Trust and respect are the two main elements for building relationships within the workplace, especially those between a manager and a team member. Showing everyone equal respect and professionalism is key to building these relationships as it shows all members of the team that they are equally thought of. It is essential to clearly define duties and communicate your expectations clearly and to keep the channels of communication open and deal with any issues or guidance needed in a professional way through such sources as supervisions rather than drawing attention to something in front of other team members.

It is vital to listen to staff feedback and to be open to their suggestions and reward such ideas appropriately. It is very important where you have a staff team that covers a 24-hour service to make sure that you can adapt and make sure that all team members have access to the same meetings and training so as to ensure that all members have a feeling of inclusivity whether they are a part time night worker or a full time day worker. 3. 1 – Evaluate ways of promoting a shared vision within a team.

It is key in promoting a shared vision within a team that firstly everyone knows what that vision is and how they can contribute to it. Having a team will be invaluable in bringing forward far more ideas and contributions but it is essential that the vision is a shared one. Teams can often stop progressing if destructive conflict occurs around something as vital as a shared vision. This is why recognition of the contribution made by team individually or collectively is fed back to the team as and when it occurs.

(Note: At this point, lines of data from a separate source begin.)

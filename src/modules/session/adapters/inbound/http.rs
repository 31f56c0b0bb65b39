use axum::{
    Json, Router,
    extract::{State, rejection::JsonRejection},
    http::StatusCode,
    response::{IntoResponse, Response},
    routing::{get, post},
};
use serde::{Deserialize, Serialize};
use tracing::error;

use crate::modules::session::core::state::{Screen, SessionState};
use crate::modules::session::use_cases::controller::SessionError;
use crate::modules::session::use_cases::register_admin::AdminRegistrationForm;
use crate::shell::http::{error_message, rejected_body, unprocessable};
use crate::shell::state::AppState;

pub fn routes() -> Router<AppState> {
    Router::new()
        .route("/session", get(current))
        .route("/session/screen", post(navigate))
        .route("/session/admin/register", post(register_admin))
        .route("/session/admin/login", post(login_admin))
        .route("/session/employee/login", post(login_employee))
        .route("/session/clock-in", post(clock_in))
        .route("/session/clock-out", post(clock_out))
        .route("/session/logout", post(logout))
}

/// Session snapshot plus the flags the kiosk derives from it.
#[derive(Serialize)]
#[serde(rename_all = "camelCase")]
pub struct SessionView {
    #[serde(flatten)]
    pub state: SessionState,
    pub is_logged_in: bool,
    pub is_clocked_in: bool,
}

impl From<SessionState> for SessionView {
    fn from(state: SessionState) -> Self {
        Self {
            is_logged_in: state.is_logged_in(),
            is_clocked_in: state.is_clocked_in(),
            state,
        }
    }
}

#[derive(Deserialize)]
pub struct NavigateBody {
    pub screen: Screen,
}

#[derive(Deserialize, Default)]
#[serde(rename_all = "camelCase", default)]
pub struct AdminLoginBody {
    pub property_id: String,
}

#[derive(Deserialize, Default)]
#[serde(rename_all = "camelCase", default)]
pub struct EmployeeLoginBody {
    pub access_code: String,
}

fn respond(result: Result<SessionState, SessionError>) -> Response {
    match result {
        Ok(state) => Json(SessionView::from(state)).into_response(),
        Err(SessionError::Invalid(errors)) => unprocessable(errors),
        Err(SessionError::AccessDenied) => error_message(
            StatusCode::UNAUTHORIZED,
            "Invalid employee access code. Please check and try again.",
        ),
        Err(SessionError::Domain(rejection)) => {
            error_message(StatusCode::CONFLICT, rejection.to_string())
        }
        Err(SessionError::Storage(failure)) => {
            error!(error = %failure, "session storage failed");
            StatusCode::INTERNAL_SERVER_ERROR.into_response()
        }
    }
}

pub async fn current(State(state): State<AppState>) -> Json<SessionView> {
    Json(SessionView::from(state.session.snapshot()))
}

pub async fn navigate(
    State(state): State<AppState>,
    body: Result<Json<NavigateBody>, JsonRejection>,
) -> Response {
    let Json(body) = match body {
        Ok(b) => b,
        Err(rejection) => return rejected_body(rejection),
    };
    respond(state.session.navigate(body.screen).await)
}

pub async fn register_admin(
    State(state): State<AppState>,
    body: Result<Json<AdminRegistrationForm>, JsonRejection>,
) -> Response {
    let Json(form) = match body {
        Ok(b) => b,
        Err(rejection) => return rejected_body(rejection),
    };
    respond(state.session.register_admin(form).await)
}

pub async fn login_admin(
    State(state): State<AppState>,
    body: Result<Json<AdminLoginBody>, JsonRejection>,
) -> Response {
    let Json(body) = match body {
        Ok(b) => b,
        Err(rejection) => return rejected_body(rejection),
    };
    respond(state.session.login_admin(&body.property_id).await)
}

pub async fn login_employee(
    State(state): State<AppState>,
    body: Result<Json<EmployeeLoginBody>, JsonRejection>,
) -> Response {
    let Json(body) = match body {
        Ok(b) => b,
        Err(rejection) => return rejected_body(rejection),
    };
    respond(state.session.login_employee(&body.access_code).await)
}

pub async fn clock_in(State(state): State<AppState>) -> Response {
    respond(state.session.clock_in().await)
}

pub async fn clock_out(State(state): State<AppState>) -> Response {
    respond(state.session.clock_out().await)
}

pub async fn logout(State(state): State<AppState>) -> Json<SessionView> {
    Json(SessionView::from(state.session.logout().await))
}
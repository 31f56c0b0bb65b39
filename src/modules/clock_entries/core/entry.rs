use chrono::{DateTime, Utc};
use serde::{Deserialize, Serialize};
use std::fmt;
use uuid::Uuid;

#[derive(Debug, Clone, Copy, PartialEq, Eq, Hash, Serialize, Deserialize)]
pub enum ClockType {
    #[serde(rename = "clock-in", alias = "in")]
    ClockIn,
    #[serde(rename = "clock-out", alias = "out")]
    ClockOut,
}

impl ClockType {
    pub fn as_str(&self) -> &'static str {
        match self {
            ClockType::ClockIn => "clock-in",
            ClockType::ClockOut => "clock-out",
        }
    }
}

impl fmt::Display for ClockType {
    fn fmt(&self, f: &mut fmt::Formatter<'_>) -> fmt::Result {
        f.write_str(self.as_str())
    }
}

/// A clock event as persisted in the local entry slot.
///
/// Only `synced` ever changes after creation, and only from `false` to `true`.
#[derive(Debug, Clone, PartialEq, Eq, Serialize, Deserialize)]
#[serde(rename_all = "camelCase")]
pub struct ClockEntry {
    pub id: String,
    pub employee_id: String,
    pub employee_name: String,
    #[serde(rename = "type")]
    pub clock_type: ClockType,
    pub timestamp: DateTime<Utc>,
    pub property_id: String,
    pub synced: bool,
}

/// A clock event that has not been stored yet.
#[derive(Debug, Clone, PartialEq, Eq)]
pub struct NewClockEntry {
    pub id: String,
    pub employee_id: String,
    pub employee_name: String,
    pub clock_type: ClockType,
    pub timestamp: DateTime<Utc>,
    pub property_id: String,
}

impl NewClockEntry {
    pub fn new(
        employee_id: impl Into<String>,
        employee_name: impl Into<String>,
        clock_type: ClockType,
        property_id: impl Into<String>,
        timestamp: DateTime<Utc>,
    ) -> Self {
        Self {
            id: Uuid::now_v7().to_string(),
            employee_id: employee_id.into(),
            employee_name: employee_name.into(),
            clock_type,
            timestamp,
            property_id: property_id.into(),
        }
    }

    pub fn unsynced(self) -> ClockEntry {
        ClockEntry {
            id: self.id,
            employee_id: self.employee_id,
            employee_name: self.employee_name,
            clock_type: self.clock_type,
            timestamp: self.timestamp,
            property_id: self.property_id,
            synced: false,
        }
    }
}
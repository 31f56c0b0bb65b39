use std::future::Future;
use std::time::Duration;
use tokio::task::JoinHandle;

/// Work that runs once after a delay unless it is cancelled first.
///
/// Dropping the handle cancels the work. `detach` lets the work finish on
/// its own, which is what the work itself uses when it fires and clears
/// its own slot.
#[derive(Debug)]
pub struct DeferredTask {
    handle: Option<JoinHandle<()>>,
}

impl DeferredTask {
    pub fn schedule<F>(delay: Duration, work: F) -> Self
    where
        F: Future<Output = ()> + Send + 'static,
    {
        let handle = tokio::spawn(async move {
            tokio::time::sleep(delay).await;
            work.await;
        });
        Self {
            handle: Some(handle),
        }
    }

    pub fn cancel(mut self) {
        if let Some(handle) = self.handle.take() {
            handle.abort();
        }
    }

    pub fn detach(mut self) {
        self.handle.take();
    }

    pub fn is_finished(&self) -> bool {
        self.handle.as_ref().is_none_or(JoinHandle::is_finished)
    }
}

impl Drop for DeferredTask {
    fn drop(&mut self) {
        if let Some(handle) = self.handle.take() {
            handle.abort();
        }
    }
}
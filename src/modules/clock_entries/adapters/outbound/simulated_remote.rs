use crate::modules::clock_entries::core::entry::ClockEntry;
use crate::modules::clock_entries::core::ports::{CommitError, RemoteCommitter};
use std::time::Duration;
use tracing::debug;

/// Stand-in for the backend: waits `delay`, then accepts every entry.
#[derive(Debug, Clone)]
pub struct SimulatedRemote {
    delay: Duration,
}

impl SimulatedRemote {
    pub fn new(delay: Duration) -> Self {
        Self { delay }
    }
}

#[async_trait::async_trait]
impl RemoteCommitter for SimulatedRemote {
    async fn commit(&self, entry: &ClockEntry) -> Result<(), CommitError> {
        tokio::time::sleep(self.delay).await;
        debug!(entry_id = %entry.id, "remote accepted entry");
        Ok(())
    }
}
use crate::modules::clock_entries::core::entry::{ClockEntry, ClockType};
use serde::{Deserialize, Serialize};
use std::fmt;

#[derive(Debug, Clone, Copy, Default, PartialEq, Eq, Hash, Serialize, Deserialize)]
#[serde(rename_all = "kebab-case")]
pub enum Screen {
    #[default]
    Welcome,
    AdminRegistration,
    AdminLogin,
    AdminDashboard,
    EmployeeLogin,
    EmployeeDashboard,
}

impl Screen {
    pub fn as_str(&self) -> &'static str {
        match self {
            Screen::Welcome => "welcome",
            Screen::AdminRegistration => "admin-registration",
            Screen::AdminLogin => "admin-login",
            Screen::AdminDashboard => "admin-dashboard",
            Screen::EmployeeLogin => "employee-login",
            Screen::EmployeeDashboard => "employee-dashboard",
        }
    }

    /// Dashboards are only shown to a logged in user of the matching role.
    pub fn required_role(&self) -> Option<Role> {
        match self {
            Screen::AdminDashboard => Some(Role::Admin),
            Screen::EmployeeDashboard => Some(Role::Employee),
            _ => None,
        }
    }
}

impl fmt::Display for Screen {
    fn fmt(&self, f: &mut fmt::Formatter<'_>) -> fmt::Result {
        f.write_str(self.as_str())
    }
}

#[derive(Debug, Clone, Copy, PartialEq, Eq, Hash, Serialize, Deserialize)]
#[serde(rename_all = "lowercase")]
pub enum Role {
    Admin,
    Employee,
}

impl fmt::Display for Role {
    fn fmt(&self, f: &mut fmt::Formatter<'_>) -> fmt::Result {
        f.write_str(match self {
            Role::Admin => "admin",
            Role::Employee => "employee",
        })
    }
}

#[derive(Debug, Clone, Default, PartialEq, Eq, Serialize)]
#[serde(rename_all = "camelCase")]
pub struct SessionState {
    pub current_screen: Screen,
    pub role: Option<Role>,
    pub user_id: Option<String>,
    pub user_name: Option<String>,
    pub property_id: Option<String>,
    /// Most recent first.
    pub clock_entries: Vec<ClockEntry>,
    pub is_loading: bool,
}

impl SessionState {
    pub fn initial() -> Self {
        Self::default()
    }

    pub fn is_logged_in(&self) -> bool {
        self.role.is_some()
    }

    pub fn is_clocked_in(&self) -> bool {
        self.clock_entries
            .first()
            .is_some_and(|entry| entry.clock_type == ClockType::ClockIn)
    }
}
use crate::modules::clock_entries::core::entry::{ClockType, NewClockEntry};
use crate::modules::session::core::events::SessionEvent;
use crate::modules::session::core::state::{Role, Screen, SessionState};
use chrono::{DateTime, Utc};

pub const UNASSIGNED_PROPERTY_ID: &str = "unassigned";

#[derive(Debug, thiserror::Error, PartialEq, Eq)]
pub enum DecideError {
    #[error("screen {screen} requires an active {role} session")]
    ScreenRequiresRole { screen: Screen, role: Role },

    #[error("no active user to record a clock entry for")]
    NoActiveUser,
}

pub fn decide_navigate(state: &SessionState, screen: Screen) -> Result<Vec<SessionEvent>, DecideError> {
    if state.current_screen == screen {
        return Ok(Vec::new());
    }
    match screen.required_role() {
        Some(role) if state.role != Some(role) => {
            Err(DecideError::ScreenRequiresRole { screen, role })
        }
        _ => Ok(vec![SessionEvent::ScreenChanged { screen }]),
    }
}

/// The entry a clock action would store for the active user.
pub fn decide_clock(
    state: &SessionState,
    clock_type: ClockType,
    now: DateTime<Utc>,
) -> Result<NewClockEntry, DecideError> {
    let (Some(user_id), Some(user_name)) = (&state.user_id, &state.user_name) else {
        return Err(DecideError::NoActiveUser);
    };
    let property_id = state
        .property_id
        .as_deref()
        .unwrap_or(UNASSIGNED_PROPERTY_ID);
    Ok(NewClockEntry::new(
        user_id.as_str(),
        user_name.as_str(),
        clock_type,
        property_id,
        now,
    ))
}
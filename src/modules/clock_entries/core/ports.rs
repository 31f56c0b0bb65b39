// What the sync engine needs from the authoritative side.

use crate::modules::clock_entries::core::entry::ClockEntry;
use async_trait::async_trait;
use thiserror::Error;

#[derive(Debug, Error)]
pub enum CommitError {
    #[error("remote rejected entry {entry_id}: {reason}")]
    Rejected { entry_id: String, reason: String },

    #[error("transient backend error: {0}")]
    Transient(String),
}

#[async_trait]
pub trait RemoteCommitter: Send + Sync {
    async fn commit(&self, entry: &ClockEntry) -> Result<(), CommitError>;
}
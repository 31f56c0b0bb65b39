// Clock entries queued on the device, plus the last successful sync time.
//
// Every operation rewrites the whole entry slot. Writers inside this
// process are serialised by `write_lock`; nothing guards against a second
// process writing the same slot.

use crate::modules::clock_entries::core::entry::{ClockEntry, NewClockEntry};
use crate::shared::infrastructure::key_value_store::{
    KeyValueStore, SlotError, read_slot, write_slot,
};
use chrono::{DateTime, Utc};
use std::sync::Arc;
use tokio::sync::Mutex;
use tracing::debug;

pub const CLOCK_ENTRIES_SLOT: &str = "timetracker-clock-entries";
pub const LAST_SYNC_SLOT: &str = "timetracker-last-sync";

pub struct LocalEntryStore {
    store: Arc<dyn KeyValueStore>,
    write_lock: Mutex<()>,
}

impl LocalEntryStore {
    pub fn new(store: Arc<dyn KeyValueStore>) -> Self {
        Self {
            store,
            write_lock: Mutex::new(()),
        }
    }

    async fn load(&self) -> Result<Vec<ClockEntry>, SlotError> {
        Ok(read_slot(&*self.store, CLOCK_ENTRIES_SLOT)
            .await?
            .unwrap_or_default())
    }

    pub async fn append(&self, entry: NewClockEntry) -> Result<ClockEntry, SlotError> {
        let _guard = self.write_lock.lock().await;
        let mut entries = self.load().await?;
        let stored = entry.unsynced();
        entries.push(stored.clone());
        write_slot(&*self.store, CLOCK_ENTRIES_SLOT, &entries).await?;
        debug!(
            entry_id = %stored.id,
            employee_id = %stored.employee_id,
            clock_type = %stored.clock_type,
            "clock entry queued"
        );
        Ok(stored)
    }

    pub async fn all_entries(&self) -> Result<Vec<ClockEntry>, SlotError> {
        self.load().await
    }

    /// Unsynced entries in store order.
    pub async fn unsynced_entries(&self) -> Result<Vec<ClockEntry>, SlotError> {
        Ok(self
            .load()
            .await?
            .into_iter()
            .filter(|entry| !entry.synced)
            .collect())
    }

    /// Returns whether the entry moved to synced. Unknown and already
    /// synced ids leave the slot untouched.
    pub async fn mark_synced(&self, entry_id: &str) -> Result<bool, SlotError> {
        let _guard = self.write_lock.lock().await;
        let mut entries = self.load().await?;
        let Some(entry) = entries
            .iter_mut()
            .find(|entry| entry.id == entry_id && !entry.synced)
        else {
            return Ok(false);
        };
        entry.synced = true;
        write_slot(&*self.store, CLOCK_ENTRIES_SLOT, &entries).await?;
        Ok(true)
    }

    pub async fn record_last_sync(&self, at: DateTime<Utc>) -> Result<(), SlotError> {
        write_slot(&*self.store, LAST_SYNC_SLOT, &at).await
    }

    pub async fn last_sync_time(&self) -> Result<Option<DateTime<Utc>>, SlotError> {
        read_slot(&*self.store, LAST_SYNC_SLOT).await
    }
}

#[cfg(test)]
mod local_entry_store_tests {
    use super::*;
    use crate::modules::clock_entries::core::entry::ClockType;
    use crate::shared::infrastructure::key_value_store::in_memory::InMemoryKeyValueStore;
    use crate::test_support::fixtures::{fixed_now, new_entry};
    use rstest::{fixture, rstest};

    #[fixture]
    fn before_each() -> (Arc<InMemoryKeyValueStore>, LocalEntryStore) {
        let slots = Arc::new(InMemoryKeyValueStore::new());
        let store = LocalEntryStore::new(slots.clone());
        (slots, store)
    }

    #[rstest]
    #[tokio::test]
    async fn it_should_append_entries_unsynced_in_order(
        before_each: (Arc<InMemoryKeyValueStore>, LocalEntryStore),
    ) {
        let (_, store) = before_each;
        let first = store.append(new_entry(ClockType::ClockIn)).await.unwrap();
        let second = store.append(new_entry(ClockType::ClockOut)).await.unwrap();

        assert!(!first.synced);
        let entries = store.all_entries().await.unwrap();
        assert_eq!(entries, vec![first, second]);
    }

    #[rstest]
    #[tokio::test]
    async fn it_should_persist_a_json_array_in_the_entries_slot(
        before_each: (Arc<InMemoryKeyValueStore>, LocalEntryStore),
    ) {
        let (slots, store) = before_each;
        let entry = store.append(new_entry(ClockType::ClockIn)).await.unwrap();

        let raw = slots.raw(CLOCK_ENTRIES_SLOT).await.expect("slot written");
        let json: serde_json::Value = serde_json::from_str(&raw).unwrap();
        assert_eq!(json.as_array().map(Vec::len), Some(1));
        assert_eq!(json[0]["id"], entry.id.as_str());
        assert_eq!(json[0]["synced"], false);
    }

    #[rstest]
    #[tokio::test]
    async fn it_should_list_only_unsynced_entries(
        before_each: (Arc<InMemoryKeyValueStore>, LocalEntryStore),
    ) {
        let (_, store) = before_each;
        let first = store.append(new_entry(ClockType::ClockIn)).await.unwrap();
        let second = store.append(new_entry(ClockType::ClockOut)).await.unwrap();
        store.mark_synced(&first.id).await.unwrap();

        let pending = store.unsynced_entries().await.unwrap();
        assert_eq!(pending, vec![second]);
    }

    #[rstest]
    #[tokio::test]
    async fn mark_synced_should_be_idempotent(
        before_each: (Arc<InMemoryKeyValueStore>, LocalEntryStore),
    ) {
        let (_, store) = before_each;
        let entry = store.append(new_entry(ClockType::ClockIn)).await.unwrap();

        assert!(store.mark_synced(&entry.id).await.unwrap());
        let once = store.all_entries().await.unwrap();
        assert!(!store.mark_synced(&entry.id).await.unwrap());
        let twice = store.all_entries().await.unwrap();

        assert_eq!(once, twice);
        assert!(twice[0].synced);
    }

    #[rstest]
    #[tokio::test]
    async fn mark_synced_should_ignore_unknown_ids(
        before_each: (Arc<InMemoryKeyValueStore>, LocalEntryStore),
    ) {
        let (_, store) = before_each;
        assert!(!store.mark_synced("no-such-entry").await.unwrap());
        store.append(new_entry(ClockType::ClockIn)).await.unwrap();
        assert!(!store.mark_synced("no-such-entry").await.unwrap());
        assert_eq!(store.unsynced_entries().await.unwrap().len(), 1);
    }

    #[rstest]
    #[tokio::test]
    async fn it_should_record_the_last_sync_time(
        before_each: (Arc<InMemoryKeyValueStore>, LocalEntryStore),
    ) {
        let (slots, store) = before_each;
        assert_eq!(store.last_sync_time().await.unwrap(), None);

        store.record_last_sync(fixed_now()).await.unwrap();
        assert_eq!(store.last_sync_time().await.unwrap(), Some(fixed_now()));
        assert_eq!(
            slots.raw(LAST_SYNC_SLOT).await,
            Some("\"2024-01-15T12:00:00Z\"".to_string())
        );
    }

    #[rstest]
    #[tokio::test]
    async fn concurrent_appends_should_not_lose_entries(
        before_each: (Arc<InMemoryKeyValueStore>, LocalEntryStore),
    ) {
        let (_, store) = before_each;
        let store = Arc::new(store);
        let writers = (0..10).map(|i| {
            let store = store.clone();
            tokio::spawn(async move {
                let clock_type = if i % 2 == 0 {
                    ClockType::ClockIn
                } else {
                    ClockType::ClockOut
                };
                store.append(new_entry(clock_type)).await.unwrap();
            })
        });
        for writer in writers.collect::<Vec<_>>() {
            writer.await.unwrap();
        }
        assert_eq!(store.all_entries().await.unwrap().len(), 10);
    }

    #[rstest]
    #[tokio::test]
    async fn it_should_fail_if_the_slots_are_offline() {
        let mut slots = InMemoryKeyValueStore::new();
        slots.toggle_offline();
        let store = LocalEntryStore::new(Arc::new(slots));
        let result = store.append(new_entry(ClockType::ClockIn)).await;
        assert!(matches!(result, Err(SlotError::Storage(_))));
    }
}
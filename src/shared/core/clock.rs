use chrono::{DateTime, Duration, NaiveDate, Utc};
use std::sync::{Mutex, PoisonError};

/// Source of the current instant. Entries, sync timestamps and the
/// roster's "today" all read time through this.
pub trait Clock: Send + Sync {
    fn now(&self) -> DateTime<Utc>;

    fn today(&self) -> NaiveDate {
        self.now().date_naive()
    }
}

#[derive(Debug, Default, Clone, Copy)]
pub struct SystemClock;

impl Clock for SystemClock {
    fn now(&self) -> DateTime<Utc> {
        Utc::now()
    }
}

/// Clock pinned to an instant that only moves when told to.
#[derive(Debug)]
pub struct FixedClock {
    now: Mutex<DateTime<Utc>>,
}

impl FixedClock {
    pub fn new(now: DateTime<Utc>) -> Self {
        Self {
            now: Mutex::new(now),
        }
    }

    pub fn set(&self, now: DateTime<Utc>) {
        *self.now.lock().unwrap_or_else(PoisonError::into_inner) = now;
    }

    pub fn advance(&self, by: Duration) {
        let mut guard = self.now.lock().unwrap_or_else(PoisonError::into_inner);
        *guard += by;
    }
}

impl Clock for FixedClock {
    fn now(&self) -> DateTime<Utc> {
        *self.now.lock().unwrap_or_else(PoisonError::into_inner)
    }
}

#[cfg(test)]
mod clock_tests {
    use super::*;
    use chrono::TimeZone;
    use rstest::rstest;

    #[rstest]
    fn fixed_clock_only_moves_when_advanced() {
        let start = Utc.with_ymd_and_hms(2024, 1, 15, 23, 30, 0).unwrap();
        let clock = FixedClock::new(start);
        assert_eq!(clock.now(), start);
        assert_eq!(clock.today(), NaiveDate::from_ymd_opt(2024, 1, 15).unwrap());

        clock.advance(Duration::hours(1));
        assert_eq!(clock.now(), start + Duration::hours(1));
        assert_eq!(clock.today(), NaiveDate::from_ymd_opt(2024, 1, 16).unwrap());
    }

    #[rstest]
    fn fixed_clock_can_be_reset() {
        let clock = FixedClock::new(Utc.with_ymd_and_hms(2024, 1, 15, 8, 0, 0).unwrap());
        let later = Utc.with_ymd_and_hms(2024, 2, 1, 8, 0, 0).unwrap();
        clock.set(later);
        assert_eq!(clock.now(), later);
    }
}
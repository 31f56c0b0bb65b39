// Properties of the admin's employee list over the demo roster.

use chrono::NaiveDate;
use rstest::{fixture, rstest};
use time_clock::modules::roster::core::employee::Employee;
use time_clock::modules::roster::core::seed::demo_roster;
use time_clock::modules::roster::core::view::{
    EmployeeQuery, SortDirection, SortField, TimeFilter, project,
};
use time_clock::modules::roster::use_cases::browse_employees::view_model::EmployeeViewModel;

fn jan(day: u32) -> NaiveDate {
    NaiveDate::from_ymd_opt(2024, 1, day).unwrap()
}

#[fixture]
fn roster() -> Vec<Employee> {
    demo_roster().unwrap()
}

#[rstest]
#[case(SortField::Name, SortDirection::Asc)]
#[case(SortField::Name, SortDirection::Desc)]
#[case(SortField::TotalHours, SortDirection::Asc)]
#[case(SortField::Email, SortDirection::Desc)]
fn an_unfiltered_query_should_return_the_whole_roster(
    roster: Vec<Employee>,
    #[case] sort_field: SortField,
    #[case] sort_direction: SortDirection,
) {
    let query = EmployeeQuery {
        sort_field,
        sort_direction,
        ..EmployeeQuery::default()
    };
    let rows = project(&roster, &query, jan(15));
    let mut ids: Vec<u32> = rows.iter().map(|e| e.id).collect();
    ids.sort_unstable();
    assert_eq!(ids, vec![1, 2, 3]);
}

#[rstest]
fn hours_descending_should_never_increase(roster: Vec<Employee>) {
    let query = EmployeeQuery {
        sort_field: SortField::TotalHours,
        sort_direction: SortDirection::Desc,
        ..EmployeeQuery::default()
    };
    let hours: Vec<f64> = project(&roster, &query, jan(15))
        .iter()
        .map(|e| e.total_hours)
        .collect();
    assert_eq!(hours, vec![45.0, 42.5, 38.25]);
}

#[rstest]
fn equal_hours_should_keep_roster_order(mut roster: Vec<Employee>) {
    roster[0].total_hours = 45.0;
    let query = EmployeeQuery {
        sort_field: SortField::TotalHours,
        sort_direction: SortDirection::Desc,
        ..EmployeeQuery::default()
    };
    let ids: Vec<u32> = project(&roster, &query, jan(15)).iter().map(|e| e.id).collect();
    assert_eq!(ids, vec![1, 3, 2]);
}

#[rstest]
fn an_incomplete_custom_range_should_let_everyone_through(roster: Vec<Employee>) {
    let mut view = EmployeeViewModel::new(roster, jan(20));
    view.set_time_filter(TimeFilter::from_parts("custom", "", "").unwrap());
    assert_eq!(view.rows().len(), 3);

    view.set_time_filter(TimeFilter::from_parts("custom", "2024-02-01", "2024-02-29").unwrap());
    assert!(view.rows().is_empty());
}

#[rstest]
fn search_and_time_filter_should_both_apply(roster: Vec<Employee>) {
    let mut view = EmployeeViewModel::new(roster, jan(16));
    view.set_search("DOE");
    view.set_time_filter(TimeFilter::Yesterday);
    let names: Vec<String> = view.rows().iter().map(Employee::full_name).collect();
    assert_eq!(names, vec!["John Doe"]);

    view.set_time_filter(TimeFilter::Today);
    assert!(view.rows().is_empty());
}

This has been vital during a period where my scheme has come up against funding issues but has managed to stay strong and keep a shared vision despite everything due to the fact that their work has been widely recognised and rewarded by all the agencies that we work with and right across the organisation. In a field where several of the workers are very skilled and could potentially be earning more money elsewhere it is the shared vision and the belief in the work that we do that has ensured team growth and development. Unit 17 1. 3 Analyse the effect of legislation and policy on personcentred practice.

Legislation such as the following acts • Mental capacity Act 2006 • Equality Act 2010 • Human Rights Act 1998 All have a direct effect on person-centred practice as they reinforce choice and control for the service user and ensure that they are treated with dignity, fairness and respect at all times. At times however decisions need to be made to protect a service user from making decisions that may potentially harm them or lead to them putting themselves in danger. The Mental Capacity Act seeks to empower and protect service users who may lack the capacity to make their own decisions.

Using the framework set out in the act it is important to assume that all service users do have the capacity to make decisions until an assessment can be made to determine otherwise. It is also important that appropriate support is provided in order to give a service user the ability to make decisions for themselves where possible even when lacking capacity. Some service users lacking capacity are capable of making wise choices when given appropriate guidance and support, just because a person may lack the capacity to make some important decisions for themselves it does not mean that they lack the capacity to make all decisions.

All service users have the right to make what may seem to us as bad choices and take part in risky behaviours, this does not mean that they lack the capacity to make the “right” choices as we see them. Our role in such situations is to work with the service user where possible to try and minimise the potential risk to them, an example of this would be discussing harm minimisation or safe injecting with an IV drug user or trying to put a safety action plan in place with a client that was sexworking to ensure that they were as safe as possible whilst taking part in something where they are potentially putting themselves at risk.

Often in these instances we will have multi agency input and social work teams are often involved with clients where they are placing themselves in potentially dangerous or risky situations and it has been raised as a potential safeguarding issue.